Forget the Asian Long-Horned Beetle, the Woody Adelgid, or any of the other pests and diseases attacking our trees. The Burlington Free Press reported this week that vandals have been damaging more than a dozen trees in the city over the past few months. In the most recent particularly heinous incident, a homeowner woke up to find that someone had torn a major branch off a beloved tree in his front yard. He retrieved the branch, and put up a “sad face” sign on the damaged tree. The vandal(s) returned the next night and finished the job. What kind of a low life would do that?

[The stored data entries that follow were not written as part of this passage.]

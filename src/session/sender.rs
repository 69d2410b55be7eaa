//! Sender task: take a window token, write one reference chunk, repeat.

use crate::gate::BackpressureGate;
use crate::metrics;
use crate::payload::ReferencePayload;
use crate::session::error::{SessionError, SessionResult};
use crate::session::shutdown::ShutdownListener;
use crate::session::types::{SessionId, SessionStats, TaskExit};
use std::sync::Arc;
use std::time::Instant;
use tokio::io::{AsyncWrite, AsyncWriteExt};

pub(crate) struct SenderTask<W> {
    pub session_id: SessionId,
    pub writer: W,
    pub payload: ReferencePayload,
    pub gate: Arc<BackpressureGate>,
    pub cancel: ShutdownListener,
    pub stats: Arc<SessionStats>,
    pub chunk_limit: Option<u64>,
}

impl<W: AsyncWrite + Unpin> SenderTask<W> {
    /// Run until the chunk limit, cancellation, or a write failure.
    /// The write half is handed back so the session can close the connection.
    pub async fn run(mut self) -> (W, SessionResult<TaskExit>) {
        let result = self.pump().await;
        match &result {
            Ok(exit) => tracing::debug!(
                session_id = %self.session_id,
                chunks = self.stats.chunks_sent(),
                "Sender stopped: {:?}",
                exit
            ),
            Err(e) => tracing::warn!(session_id = %self.session_id, "Sender failed: {}", e),
        }
        (self.writer, result)
    }

    async fn pump(&mut self) -> SessionResult<TaskExit> {
        let mut sent: u64 = 0;

        loop {
            if self.chunk_limit.is_some_and(|limit| sent >= limit) {
                return Ok(TaskExit::Completed);
            }

            let waiting = Instant::now();
            tokio::select! {
                biased;
                _ = self.cancel.wait() => return Ok(TaskExit::Cancelled),
                acquired = self.gate.acquire() => {
                    // Closed on teardown, or once the receiver has finished
                    if acquired.is_err() {
                        return Ok(TaskExit::Cancelled);
                    }
                }
            }
            metrics::record_gate_wait(waiting.elapsed());

            tokio::select! {
                biased;
                _ = self.cancel.wait() => return Ok(TaskExit::Cancelled),
                written = write_chunk(&mut self.writer, &self.payload) => {
                    written.map_err(|source| SessionError::Write { chunk: sent, source })?;
                }
            }

            sent += 1;
            self.stats.record_sent(self.payload.len());
            metrics::record_chunk_sent(self.payload.len());
            tracing::trace!(session_id = %self.session_id, chunk = sent, "Chunk written");
        }
    }
}

async fn write_chunk<W: AsyncWrite + Unpin>(
    writer: &mut W,
    payload: &ReferencePayload,
) -> std::io::Result<()> {
    writer.write_all(payload).await?;
    // TLS streams buffer records until flushed
    writer.flush().await
}
use anyhow::{Context, Result};
use clap::Parser;
use duplex_harness::config::{CertSource, HarnessConfig, MismatchPolicy, VerifyMode};
use duplex_harness::metrics::{start_metrics_server, MetricsConfig};
use duplex_harness::network::{tls, Acceptor};
use duplex_harness::session::Shutdown;
use duplex_harness::telemetry;
use std::net::SocketAddr;
use std::path::PathBuf;

/// TLS integrity and throughput harness server.
#[derive(Parser, Debug)]
#[command(name = "harness-server")]
#[command(version, about, long_about = None)]
struct Cli {
    /// TOML configuration file
    #[arg(long, default_value = "harness.toml")]
    config: PathBuf,

    /// Listen address (overrides config)
    #[arg(long)]
    listen: Option<SocketAddr>,

    /// Chunk size in bytes
    #[arg(long)]
    chunk_size: Option<usize>,

    /// In-flight window in chunks
    #[arg(long)]
    window: Option<usize>,

    /// Compare received chunks to the reference payload: on|off
    #[arg(long)]
    verify: Option<VerifyMode>,

    /// Action after an integrity mismatch: continue|terminate
    #[arg(long)]
    on_mismatch: Option<MismatchPolicy>,

    /// Stop each session after this many chunks in each direction
    #[arg(long)]
    chunk_limit: Option<u64>,

    /// PEM certificate chain (requires --key)
    #[arg(long, requires = "key")]
    cert: Option<PathBuf>,

    /// PEM private key (requires --cert)
    #[arg(long, requires = "cert")]
    key: Option<PathBuf>,

    /// Prometheus listener address
    #[arg(long)]
    metrics_addr: Option<SocketAddr>,
}

impl Cli {
    fn apply(self, config: &mut HarnessConfig) {
        if let Some(listen) = self.listen {
            config.listen_addr = listen;
        }
        if let Some(chunk_size) = self.chunk_size {
            config.chunk_size = chunk_size;
        }
        if let Some(window) = self.window {
            config.window = window;
        }
        if let Some(verify) = self.verify {
            config.verify = verify;
        }
        if let Some(policy) = self.on_mismatch {
            config.on_mismatch = policy;
        }
        if self.chunk_limit.is_some() {
            config.chunk_limit = self.chunk_limit;
        }
        if let (Some(cert_path), Some(key_path)) = (self.cert, self.key) {
            config.tls = CertSource::Files { cert_path, key_path };
        }
        if self.metrics_addr.is_some() {
            config.metrics_addr = self.metrics_addr;
        }
    }
}

#[tokio::main]
async fn main() -> Result<()> {
    let cli = Cli::parse();

    let mut config = HarnessConfig::load_or_default(&cli.config)
        .with_context(|| format!("loading {}", cli.config.display()))?;
    cli.apply(&mut config);
    config.validate().context("invalid configuration")?;

    telemetry::init_tracing(&config.log_filter);

    if let Some(addr) = config.metrics_addr {
        start_metrics_server(MetricsConfig::with_addr(addr))
            .context("starting metrics exporter")?;
    }

    let tls_config = tls::server_config(&config.tls).context("loading TLS certificate")?;

    let shutdown = Shutdown::new();
    let acceptor = Acceptor::bind(&config, tls_config, shutdown.subscribe())
        .await
        .context("binding listener")?;

    tracing::info!(
        chunk_size = config.chunk_size,
        window = config.window,
        verify = ?config.verify,
        on_mismatch = ?config.on_mismatch,
        "Harness ready on {}",
        acceptor.local_addr()?
    );

    tokio::spawn({
        let shutdown = shutdown.clone();
        async move {
            if tokio::signal::ctrl_c().await.is_ok() {
                tracing::info!("Ctrl-C received");
                shutdown.trigger();
            }
        }
    });

    acceptor.run().await.context("accept loop failed")?;
    Ok(())
}
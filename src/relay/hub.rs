//! Broadcast hub
//!
//! A single task owns the set of open connections and processes register,
//! unregister and broadcast commands strictly in arrival order. There is no
//! buffering policy and no backpressure: each connection gets an unbounded
//! outbound queue and a send to a departed connection is silently dropped.

use crate::relay::error::{RelayError, RelayResult};
use std::collections::HashMap;
use std::sync::atomic::{AtomicU64, Ordering};
use std::sync::Arc;
use tokio::sync::{mpsc, oneshot};
use tokio::task::JoinHandle;

pub type ConnectionId = u64;

#[derive(Debug)]
pub enum HubCommand {
    Register {
        id: ConnectionId,
        outbound: mpsc::UnboundedSender<String>,
    },
    Unregister {
        id: ConnectionId,
    },
    Broadcast {
        from: ConnectionId,
        text: String,
    },
    Snapshot {
        reply: oneshot::Sender<HubSnapshot>,
    },
}

/// Counters returned when the hub stops
#[derive(Debug, Clone, Copy, Default, PartialEq, Eq)]
pub struct HubStats {
    pub registered: u64,
    pub messages: u64,
    pub deliveries: u64,
}

/// Point-in-time view of the hub, ordered after every earlier command
#[derive(Debug, Clone, Copy, PartialEq, Eq)]
pub struct HubSnapshot {
    pub open: usize,
    pub stats: HubStats,
}

/// Cloneable handle used by connection tasks to talk to the hub
#[derive(Debug, Clone)]
pub struct RelayHandle {
    commands: mpsc::UnboundedSender<HubCommand>,
    next_id: Arc<AtomicU64>,
}

impl RelayHandle {
    /// Start the hub task. It stops once every handle has been dropped.
    pub fn spawn() -> (Self, JoinHandle<HubStats>) {
        let (commands, rx) = mpsc::unbounded_channel();
        let hub = tokio::spawn(run_hub(rx));
        (
            Self {
                commands,
                next_id: Arc::new(AtomicU64::new(1)),
            },
            hub,
        )
    }

    /// Add a connection; messages for it arrive on the returned receiver
    pub fn register(&self) -> RelayResult<(ConnectionId, mpsc::UnboundedReceiver<String>)> {
        let id = self.next_id.fetch_add(1, Ordering::Relaxed);
        let (outbound, inbox) = mpsc::unbounded_channel();
        self.send(HubCommand::Register { id, outbound })?;
        Ok((id, inbox))
    }

    pub fn unregister(&self, id: ConnectionId) -> RelayResult<()> {
        self.send(HubCommand::Unregister { id })
    }

    /// Forward `text` to every registered connection except `from`
    pub fn broadcast(&self, from: ConnectionId, text: String) -> RelayResult<()> {
        self.send(HubCommand::Broadcast { from, text })
    }

    pub async fn snapshot(&self) -> RelayResult<HubSnapshot> {
        let (reply, response) = oneshot::channel();
        self.send(HubCommand::Snapshot { reply })?;
        response.await.map_err(|_| RelayError::HubStopped)
    }

    fn send(&self, command: HubCommand) -> RelayResult<()> {
        self.commands
            .send(command)
            .map_err(|_| RelayError::HubStopped)
    }
}

pub async fn run_hub(mut commands: mpsc::UnboundedReceiver<HubCommand>) -> HubStats {
    let mut connections: HashMap<ConnectionId, mpsc::UnboundedSender<String>> = HashMap::new();
    let mut stats = HubStats::default();

    while let Some(command) = commands.recv().await {
        match command {
            HubCommand::Register { id, outbound } => {
                connections.insert(id, outbound);
                stats.registered += 1;
                tracing::debug!(connection = id, open = connections.len(), "Relay registered");
            }
            HubCommand::Unregister { id } => {
                connections.remove(&id);
                tracing::debug!(connection = id, open = connections.len(), "Relay unregistered");
            }
            HubCommand::Broadcast { from, text } => {
                stats.messages += 1;
                for (id, outbound) in &connections {
                    if *id != from && outbound.send(text.clone()).is_ok() {
                        stats.deliveries += 1;
                    }
                }
            }
            HubCommand::Snapshot { reply } => {
                let _ = reply.send(HubSnapshot {
                    open: connections.len(),
                    stats,
                });
            }
        }
    }

    stats
}
use crate::config::{HarnessConfig, MismatchPolicy, VerifyMode};
use crate::session::error::FailureKind;
use chrono::{DateTime, Utc};
use std::net::SocketAddr;
use std::sync::atomic::{AtomicU64, Ordering};
use std::time::Duration;
use uuid::Uuid;

/// Unique identifier of one connection session
#[derive(Debug, Clone, Copy, PartialEq, Eq, Hash)]
pub struct SessionId(Uuid);

impl SessionId {
    pub fn new() -> Self {
        Self(Uuid::new_v4())
    }
}

impl Default for SessionId {
    fn default() -> Self {
        Self::new()
    }
}

impl std::fmt::Display for SessionId {
    fn fmt(&self, f: &mut std::fmt::Formatter<'_>) -> std::fmt::Result {
        // Short form keeps log lines readable
        write!(f, "{}", &self.0.simple().to_string()[..8])
    }
}

/// Per-session parameters, derived from [`HarnessConfig`]
#[derive(Debug, Clone, Copy, PartialEq, Eq)]
pub struct SessionSettings {
    pub chunk_size: usize,
    pub window: usize,
    pub verify: VerifyMode,
    pub on_mismatch: MismatchPolicy,
    pub chunk_limit: Option<u64>,
}

impl From<&HarnessConfig> for SessionSettings {
    fn from(config: &HarnessConfig) -> Self {
        Self {
            chunk_size: config.chunk_size,
            window: config.window,
            verify: config.verify,
            on_mismatch: config.on_mismatch,
            chunk_limit: config.chunk_limit,
        }
    }
}

impl Default for SessionSettings {
    fn default() -> Self {
        Self::from(&HarnessConfig::default())
    }
}

/// How a sender or receiver task left its loop without error
#[derive(Debug, Clone, Copy, PartialEq, Eq)]
pub enum TaskExit {
    /// Chunk limit reached
    Completed,
    /// Session or process cancellation observed
    Cancelled,
}

#[derive(Debug, Clone, PartialEq, Eq)]
pub enum SessionOutcome {
    Completed,
    Cancelled,
    Failed { kind: FailureKind, reason: String },
}

impl SessionOutcome {
    /// Short label for metrics
    pub fn label(&self) -> &'static str {
        match self {
            SessionOutcome::Completed => "completed",
            SessionOutcome::Cancelled => "cancelled",
            SessionOutcome::Failed { kind, .. } => kind.as_str(),
        }
    }

    pub fn is_failure(&self) -> bool {
        matches!(self, SessionOutcome::Failed { .. })
    }
}

/// Live counters shared by a session's two tasks
#[derive(Debug, Default)]
pub struct SessionStats {
    chunks_sent: AtomicU64,
    bytes_sent: AtomicU64,
    chunks_received: AtomicU64,
    bytes_received: AtomicU64,
    integrity_failures: AtomicU64,
}

impl SessionStats {
    pub fn record_sent(&self, bytes: usize) {
        self.chunks_sent.fetch_add(1, Ordering::Relaxed);
        self.bytes_sent.fetch_add(bytes as u64, Ordering::Relaxed);
    }

    pub fn record_received(&self, bytes: usize) {
        self.chunks_received.fetch_add(1, Ordering::Relaxed);
        self.bytes_received.fetch_add(bytes as u64, Ordering::Relaxed);
    }

    pub fn record_integrity_failure(&self) {
        self.integrity_failures.fetch_add(1, Ordering::Relaxed);
    }

    pub fn chunks_sent(&self) -> u64 {
        self.chunks_sent.load(Ordering::Relaxed)
    }

    pub fn chunks_received(&self) -> u64 {
        self.chunks_received.load(Ordering::Relaxed)
    }

    pub fn bytes_sent(&self) -> u64 {
        self.bytes_sent.load(Ordering::Relaxed)
    }

    pub fn bytes_received(&self) -> u64 {
        self.bytes_received.load(Ordering::Relaxed)
    }

    pub fn integrity_failures(&self) -> u64 {
        self.integrity_failures.load(Ordering::Relaxed)
    }
}

/// Final accounting of one session, logged when the session ends
#[derive(Debug, Clone)]
pub struct SessionReport {
    pub session_id: SessionId,
    pub peer: Option<SocketAddr>,
    pub started_at: DateTime<Utc>,
    pub duration: Duration,
    pub chunks_sent: u64,
    pub chunks_received: u64,
    pub bytes_sent: u64,
    pub bytes_received: u64,
    pub integrity_failures: u64,
    pub tokens_acquired: u64,
    pub tokens_released: u64,
    pub outcome: SessionOutcome,
}

impl SessionReport {
    /// Received throughput in bytes per second
    pub fn throughput_bps(&self) -> f64 {
        let secs = self.duration.as_secs_f64();
        if secs > 0.0 {
            self.bytes_received as f64 / secs
        } else {
            0.0
        }
    }
}
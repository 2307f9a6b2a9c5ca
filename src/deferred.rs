//! One-shot, externally settleable result cell.
//!
//! The settling half is cheaply cloneable so every party that may decide the
//! outcome (event dispatch, per-job handlers) can hold one. The first call to
//! [`Deferred::resolve`] or [`Deferred::reject`] wins; every later settlement
//! attempt is a no-op.

use std::sync::{Arc, Mutex};

use tokio::sync::oneshot;

/// Create a connected settler/awaiter pair.
pub fn deferred<T, E>() -> (Deferred<T, E>, Settled<T, E>) {
    let (tx, rx) = oneshot::channel();
    (
        Deferred {
            tx: Arc::new(Mutex::new(Some(tx))),
        },
        Settled { rx },
    )
}

/// The settling half. Single-assignment: only the first settlement counts.
pub struct Deferred<T, E> {
    tx: Arc<Mutex<Option<oneshot::Sender<Result<T, E>>>>>,
}

impl<T, E> Clone for Deferred<T, E> {
    fn clone(&self) -> Self {
        Self {
            tx: Arc::clone(&self.tx),
        }
    }
}

impl<T, E> Deferred<T, E> {
    pub fn resolve(&self, value: T) {
        self.settle(Ok(value));
    }

    pub fn reject(&self, err: E) {
        self.settle(Err(err));
    }

    fn settle(&self, outcome: Result<T, E>) {
        let sender = self.tx.lock().expect("deferred lock poisoned").take();
        if let Some(tx) = sender {
            // The awaiter may be gone (e.g. the run was already cancelled);
            // a lost settlement is fine.
            let _ = tx.send(outcome);
        }
    }
}

/// The awaiting half.
pub struct Settled<T, E> {
    rx: oneshot::Receiver<Result<T, E>>,
}

impl<T, E> Settled<T, E> {
    /// Wait until the cell settles. Returns `None` if every settler was
    /// dropped without deciding an outcome.
    pub async fn wait(self) -> Option<Result<T, E>> {
        self.rx.await.ok()
    }
}
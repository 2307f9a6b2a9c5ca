mod cli;
mod config;
mod datefmt;
mod deferred;
mod error;
mod jobs;
mod runner;
mod snapshot;
mod ui;
mod webdriver;

use std::sync::Arc;
use std::time::Duration;

use anyhow::{Context, Result};
use clap::Parser;
use tokio_util::sync::CancellationToken;
use tracing_subscriber::EnvFilter;

use cli::{Cli, Command};
use config::HarnessConfig;
use datefmt::DateFormatter;
use runner::RunnerOptions;
use snapshot::SnapshotOptions;
use ui::RunProgress;
use webdriver::WebDriverClient;

#[tokio::main]
async fn main() -> Result<()> {
    let cli = Cli::parse();
    init_tracing(cli.verbose);
    let config = HarnessConfig::load()?;

    match cli.command {
        Command::Run {
            url,
            name,
            ignore_console_error,
            ignore_page_error,
            update_snapshots,
        } => {
            let options = RunnerOptions {
                ignore_console_error: ignore_console_error || config.ignore_console_error,
                ignore_page_error: ignore_page_error || config.ignore_page_error,
                poll_interval: Duration::from_millis(config.poll_interval_ms),
                snapshot: SnapshotOptions {
                    snapshots_dir: config.snapshots_dir.clone().into(),
                    name: name.unwrap_or_else(|| slug_of(&url)),
                    update_snapshots,
                    ..Default::default()
                },
            };
            run(&config, &url, options).await
        }
        Command::Clean => clean(&config),
    }
}

fn init_tracing(verbose: bool) {
    let filter = EnvFilter::try_from_default_env().unwrap_or_else(|_| {
        EnvFilter::new(if verbose { "pagetest=debug" } else { "pagetest=warn" })
    });
    tracing_subscriber::fmt().with_env_filter(filter).init();
}

async fn run(config: &HarnessConfig, url: &str, options: RunnerOptions) -> Result<()> {
    let driver = Arc::new(
        WebDriverClient::new_session(&config.webdriver_url)
            .await
            .context("failed to open WebDriver session")?,
    );
    driver
        .navigate(url)
        .await
        .context("failed to navigate to page under test")?;

    // Ctrl-C aborts the in-flight run through the cancellation token.
    let cancel = CancellationToken::new();
    let trigger = cancel.clone();
    tokio::spawn(async move {
        if tokio::signal::ctrl_c().await.is_ok() {
            trigger.cancel();
        }
    });

    let started_at = DateFormatter::for_locale(&config.locale).format(chrono::Utc::now());
    let progress = RunProgress::start(url, &started_at);

    let outcome = runner::run_page_processor(driver.clone(), options, cancel).await;

    if let Err(err) = driver.quit().await {
        tracing::warn!(%err, "failed to close WebDriver session");
    }
    progress.finish(&outcome);
    outcome?;
    Ok(())
}

fn clean(config: &HarnessConfig) -> Result<()> {
    let diff_dir = std::path::Path::new(&config.snapshots_dir).join("__diff_output__");
    if diff_dir.exists() {
        std::fs::remove_dir_all(&diff_dir)?;
        println!("Removed {}", diff_dir.display());
    } else {
        println!("No diff artifacts to remove.");
    }
    Ok(())
}

/// Derive a filesystem-safe snapshot prefix from the page URL.
fn slug_of(url: &str) -> String {
    let slug: String = url
        .trim_start_matches("http://")
        .trim_start_matches("https://")
        .chars()
        .map(|c| if c.is_ascii_alphanumeric() { c } else { '-' })
        .collect();
    slug.trim_matches('-').to_string()
}
//! Baseline screenshot storage and comparison.
//!
//! Mirrors the snapshot-testing workflow the harness relies on: the first
//! sighting of a snapshot records it as the baseline and passes; later runs
//! compare pixel-for-pixel against the stored PNG and fail once the
//! configured threshold is exceeded, leaving the received image and a diff
//! visualization under `__diff_output__` for inspection.

use std::fs;
use std::path::PathBuf;
use std::sync::atomic::{AtomicU32, Ordering};

use image::{Rgba, RgbaImage};
use tracing::{debug, info};

use crate::error::HarnessError;

/// How `failure_threshold` is interpreted.
#[derive(Debug, Clone, Copy, PartialEq, Eq)]
pub enum ThresholdKind {
    /// Absolute number of differing pixels allowed.
    Pixel,
    /// Fraction of the image allowed to differ (0.01 = 1%).
    Percent,
}

#[derive(Debug, Clone)]
pub struct SnapshotOptions {
    /// Baseline storage directory, scoped to the test suite.
    pub snapshots_dir: PathBuf,
    /// Name prefix; snapshots are numbered `{name}-1.png`, `{name}-2.png`, ...
    pub name: String,
    pub failure_threshold: f64,
    pub threshold_kind: ThresholdKind,
    /// Overwrite baselines instead of comparing.
    pub update_snapshots: bool,
}

impl Default for SnapshotOptions {
    fn default() -> Self {
        Self {
            snapshots_dir: PathBuf::from("__image_snapshots__"),
            name: "page".into(),
            failure_threshold: 0.0,
            threshold_kind: ThresholdKind::Pixel,
            update_snapshots: false,
        }
    }
}

/// Compares screenshots against stored baselines, numbering them in capture
/// order within a run.
pub struct SnapshotMatcher {
    options: SnapshotOptions,
    counter: AtomicU32,
}

impl SnapshotMatcher {
    pub fn new(options: SnapshotOptions) -> Self {
        Self {
            options,
            counter: AtomicU32::new(0),
        }
    }

    /// Match `png` against the next numbered baseline.
    ///
    /// Records and passes when the baseline is missing or updating is on.
    /// Otherwise fails with [`HarnessError::SnapshotMismatch`] when the pixel
    /// difference exceeds the threshold, writing failure artifacts first.
    pub fn matches(&self, png: &[u8]) -> Result<(), HarnessError> {
        let index = self.counter.fetch_add(1, Ordering::SeqCst) + 1;
        let name = format!("{}-{index}", self.options.name);
        let baseline_path = self.options.snapshots_dir.join(format!("{name}.png"));

        let received = image::load_from_memory(png)?.to_rgba8();

        if self.options.update_snapshots || !baseline_path.exists() {
            fs::create_dir_all(&self.options.snapshots_dir)?;
            fs::write(&baseline_path, png)?;
            info!(%name, "recorded snapshot baseline");
            return Ok(());
        }

        let baseline = image::open(&baseline_path)?.to_rgba8();
        if baseline.dimensions() != received.dimensions() {
            self.write_failure_artifacts(&name, png, None)?;
            let total = u64::from(received.width()) * u64::from(received.height());
            return Err(HarnessError::SnapshotMismatch {
                name,
                diff_pixels: total,
                diff_ratio: 1.0,
            });
        }

        let (width, height) = baseline.dimensions();
        let mut diff = RgbaImage::new(width, height);
        let mut diff_pixels = 0u64;
        for (x, y, pixel) in baseline.enumerate_pixels() {
            if pixel == received.get_pixel(x, y) {
                // Fade matching pixels so the differences stand out.
                let Rgba([r, g, b, _]) = *pixel;
                diff.put_pixel(x, y, Rgba([r / 3 + 170, g / 3 + 170, b / 3 + 170, 255]));
            } else {
                diff_pixels += 1;
                diff.put_pixel(x, y, Rgba([255, 0, 0, 255]));
            }
        }

        let total = u64::from(width) * u64::from(height);
        let diff_ratio = if total == 0 {
            0.0
        } else {
            diff_pixels as f64 / total as f64
        };
        let exceeded = match self.options.threshold_kind {
            ThresholdKind::Pixel => diff_pixels as f64 > self.options.failure_threshold,
            ThresholdKind::Percent => diff_ratio > self.options.failure_threshold,
        };

        if diff_pixels > 0 && exceeded {
            self.write_failure_artifacts(&name, png, Some(&diff))?;
            return Err(HarnessError::SnapshotMismatch {
                name,
                diff_pixels,
                diff_ratio,
            });
        }

        debug!(%name, diff_pixels, "snapshot matched baseline");
        Ok(())
    }

    fn write_failure_artifacts(
        &self,
        name: &str,
        received_png: &[u8],
        diff: Option<&RgbaImage>,
    ) -> Result<(), HarnessError> {
        let dir = self.diff_dir();
        fs::create_dir_all(&dir)?;
        fs::write(dir.join(format!("{name}-received.png")), received_png)?;
        if let Some(diff) = diff {
            diff.save(dir.join(format!("{name}-diff.png")))?;
        }
        Ok(())
    }

    pub fn diff_dir(&self) -> PathBuf {
        self.options.snapshots_dir.join("__diff_output__")
    }
}
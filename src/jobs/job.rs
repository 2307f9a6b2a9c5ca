use serde::Deserialize;
use tokio::sync::mpsc::UnboundedSender;

/// Job type the runner knows how to handle.
pub const SNAPSHOT: &str = "snapshot";

/// A unit of test work dequeued from the page-side harness.
#[derive(Debug, Clone, Deserialize)]
pub struct PageJob {
    /// Page-assigned identifier, echoed back in the acknowledgment.
    pub id: u64,
    /// Discriminant; only [`SNAPSHOT`] is recognized.
    #[serde(rename = "type")]
    pub job_type: String,
}

/// Acknowledgment sent back through the stream to the page.
#[derive(Debug, Clone, PartialEq, Eq)]
pub struct JobAck {
    pub id: u64,
    /// `None` for success, `Some(reason)` for a rejected job.
    pub error: Option<String>,
}

/// Per-job completion handle.
///
/// Consuming `resolve`/`reject` makes double acknowledgment unrepresentable.
/// Dropping the handle without acknowledging leaves the job unacknowledged on
/// the page, which only happens when the run is being torn down anyway.
#[derive(Debug)]
pub struct JobDeferred {
    id: u64,
    ack_tx: UnboundedSender<JobAck>,
}

impl JobDeferred {
    pub(crate) fn new(id: u64, ack_tx: UnboundedSender<JobAck>) -> Self {
        Self { id, ack_tx }
    }

    /// Acknowledge the job as processed successfully.
    pub fn resolve(self) {
        let _ = self.ack_tx.send(JobAck {
            id: self.id,
            error: None,
        });
    }

    /// Acknowledge the job as failed, with a reason for the page harness.
    pub fn reject(self, reason: impl Into<String>) {
        let _ = self.ack_tx.send(JobAck {
            id: self.id,
            error: Some(reason.into()),
        });
    }
}

#[cfg(test)]
mod tests {
    use super::*;
    use tokio::sync::mpsc;

    #[test]
    fn page_job_deserializes_from_harness_shape() {
        let job: PageJob = serde_json::from_str(r#"{ "id": 3, "type": "snapshot" }"#).unwrap();
        assert_eq!(job.id, 3);
        assert_eq!(job.job_type, SNAPSHOT);
    }

    #[test]
    fn resolve_sends_success_ack() {
        let (tx, mut rx) = mpsc::unbounded_channel();
        JobDeferred::new(1, tx).resolve();
        assert_eq!(
            rx.try_recv().unwrap(),
            JobAck {
                id: 1,
                error: None
            }
        );
    }

    #[test]
    fn reject_sends_reason() {
        let (tx, mut rx) = mpsc::unbounded_channel();
        JobDeferred::new(2, tx).reject("snapshot mismatch");
        assert_eq!(
            rx.try_recv().unwrap(),
            JobAck {
                id: 2,
                error: Some("snapshot mismatch".into())
            }
        );
    }

    #[test]
    fn dropping_without_ack_sends_nothing() {
        let (tx, mut rx) = mpsc::unbounded_channel::<JobAck>();
        drop(JobDeferred::new(4, tx));
        assert!(rx.try_recv().is_err());
    }
}
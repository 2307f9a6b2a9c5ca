//! Wire types for the W3C WebDriver endpoints the client talks to.
//!
//! Every response body is wrapped in a `{ "value": ... }` envelope, modeled
//! here as [`DriverResponse`].

use serde::{Deserialize, Serialize};
use serde_json::Value;

/// Response envelope shared by all WebDriver endpoints.
#[derive(Debug, Clone, Deserialize)]
pub struct DriverResponse<T> {
    pub value: T,
}

/// Body for `POST /session`.
#[derive(Debug, Clone, Serialize)]
pub struct NewSessionRequest {
    pub capabilities: Value,
}

impl NewSessionRequest {
    /// Headless Chrome capabilities, the configuration the harness runs under
    /// in CI.
    pub fn headless_chrome() -> Self {
        Self {
            capabilities: serde_json::json!({
                "alwaysMatch": {
                    "browserName": "chrome",
                    "goog:chromeOptions": {
                        "args": ["--headless=new", "--window-size=360,640"]
                    }
                }
            }),
        }
    }
}

/// Payload of a successful `POST /session` response.
#[derive(Debug, Clone, Deserialize)]
pub struct NewSessionValue {
    #[serde(rename = "sessionId")]
    pub session_id: String,
}

/// Body for `POST /session/{id}/url`.
#[derive(Debug, Clone, Serialize)]
pub struct NavigateRequest {
    pub url: String,
}

/// Body for `POST /session/{id}/execute/sync`.
#[derive(Debug, Clone, Serialize)]
pub struct ExecuteRequest {
    pub script: String,
    pub args: Vec<Value>,
}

The problem of tree vandalism is apparently widespread. In 2003, vandals cut down the nation’s largest longbeak eucalyptus in Arizona. In Australia, authorities have said tree vandalism in coastal areas had reached “epidemic proportions.” Apparently people in recently-developed areas wanted to improve their ocean views. Not content with just cutting them down, vandals bored holes into the trees then poured in various herbicides. In some cases they cut off rings of bark, ensuring the trees would eventually die a slow death.

In Derby, England, local officials have asked for the public’s help in keeping an eye out for vandals who have been damaging trees in public parks.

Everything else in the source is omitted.